* **What you need to do**
The response must restate all of the data word for word.

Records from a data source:
<<<<

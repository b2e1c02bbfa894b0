//! Persisted location of an uploaded video.
//!
//! Stored records keep the location as a single `<bucket>,<key>` string. Inside
//! the service it is always a [`Locator`]; the string form only exists at the
//! persistence boundary.

use crate::error::{Error, Result};
use serde::{Deserialize, Deserializer, Serialize, Serializer};
use std::fmt;
use std::str::FromStr;

pub const DELIMITER: char = ',';

/// Bucket and key of a stored object
#[derive(Debug, Clone, PartialEq, Eq, Hash)]
pub struct Locator {
    pub bucket: String,
    pub key: String,
}

impl Locator {
    pub fn new(bucket: impl Into<String>, key: impl Into<String>) -> Self {
        Self {
            bucket: bucket.into(),
            key: key.into(),
        }
    }

    /// Legacy single-string form
    pub fn encode(&self) -> String {
        format!("{}{}{}", self.bucket, DELIMITER, self.key)
    }

    /// Parse the legacy form. Splits on the first delimiter, so keys may
    /// contain commas but buckets may not.
    pub fn decode(raw: &str) -> Result<Self> {
        let (bucket, key) = raw.split_once(DELIMITER).ok_or_else(|| {
            Error::Validation(format!("malformed locator {raw:?}: missing '{DELIMITER}'"))
        })?;

        if bucket.is_empty() || key.is_empty() {
            return Err(Error::Validation(format!(
                "malformed locator {raw:?}: empty bucket or key"
            )));
        }

        Ok(Self::new(bucket, key))
    }

    /// An absent stored value means nothing has been uploaded yet
    pub fn decode_optional(raw: Option<&str>) -> Result<Option<Self>> {
        raw.map(Self::decode).transpose()
    }
}

impl fmt::Display for Locator {
    fn fmt(&self, f: &mut fmt::Formatter<'_>) -> fmt::Result {
        write!(f, "{}{}{}", self.bucket, DELIMITER, self.key)
    }
}

impl FromStr for Locator {
    type Err = Error;

    fn from_str(s: &str) -> Result<Self> {
        Self::decode(s)
    }
}

impl Serialize for Locator {
    fn serialize<S>(&self, serializer: S) -> std::result::Result<S::Ok, S::Error>
    where
        S: Serializer,
    {
        serializer.serialize_str(&self.encode())
    }
}

impl<'de> Deserialize<'de> for Locator {
    fn deserialize<D>(deserializer: D) -> std::result::Result<Self, D::Error>
    where
        D: Deserializer<'de>,
    {
        let raw = String::deserialize(deserializer)?;
        Self::decode(&raw).map_err(serde::de::Error::custom)
    }
}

>>>>

* **Reply to the exercise**
repository b2e1c02bbfa894b0
//! Persisted location of an uploaded video.
//!
//! Stored records keep the location as a single `<bucket>,<key>` string. Inside
//! the service it is always a [`Locator`]; the string form only exists at the
//! persistence boundary.

use crate::error::{Error, Result};
use serde::{Deserialize, Deserializer, Serialize, Serializer};
use std::fmt;
use std::str::FromStr;

pub const DELIMITER: char = ',';

/// Bucket and key of a stored object
#[derive(Debug, Clone, PartialEq, Eq, Hash)]
pub struct Locator {
    pub bucket: String,
    pub key: String,
}

impl Locator {
    pub fn new(bucket: impl Into<String>, key: impl Into<String>) -> Self {
        Self {
            bucket: bucket.into(),
            key: key.into(),
        }
    }

    /// Legacy single-string form
    pub fn encode(&self) -> String {
        format!("{}{}{}", self.bucket, DELIMITER, self.key)
    }

    /// Parse the legacy form. Splits on the first delimiter, so keys may
    /// contain commas but buckets may not.
    pub fn decode(raw: &str) -> Result<Self> {
        let (bucket, key) = raw.split_once(DELIMITER).ok_or_else(|| {
            Error::Validation(format!("malformed locator {raw:?}: missing '{DELIMITER}'"))
        })?;

        if bucket.is_empty() || key.is_empty() {
            return Err(Error::Validation(format!(
                "malformed locator {raw:?}: empty bucket or key"
            )));
        }

        Ok(Self::new(bucket, key))
    }

    /// An absent stored value means nothing has been uploaded yet
    pub fn decode_optional(raw: Option<&str>) -> Result<Option<Self>> {
        raw.map(Self::decode).transpose()
    }
}

impl fmt::Display for Locator {
    fn fmt(&self, f: &mut fmt::Formatter<'_>) -> fmt::Result {
        write!(f, "{}{}{}", self.bucket, DELIMITER, self.key)
    }
}

impl FromStr for Locator {
    type Err = Error;

    fn from_str(s: &str) -> Result<Self> {
        Self::decode(s)
    }
}

impl Serialize for Locator {
    fn serialize<S>(&self, serializer: S) -> std::result::Result<S::Ok, S::Error>
    where
        S: Serializer,
    {
        serializer.serialize_str(&self.encode())
    }
}

impl<'de> Deserialize<'de> for Locator {
    fn deserialize<D>(deserializer: D) -> std::result::Result<Self, D::Error>
    where
        D: Deserializer<'de>,
    {
        let raw = String::deserialize(deserializer)?;
        Self::decode(&raw).map_err(serde::de::Error::custom)
    }
}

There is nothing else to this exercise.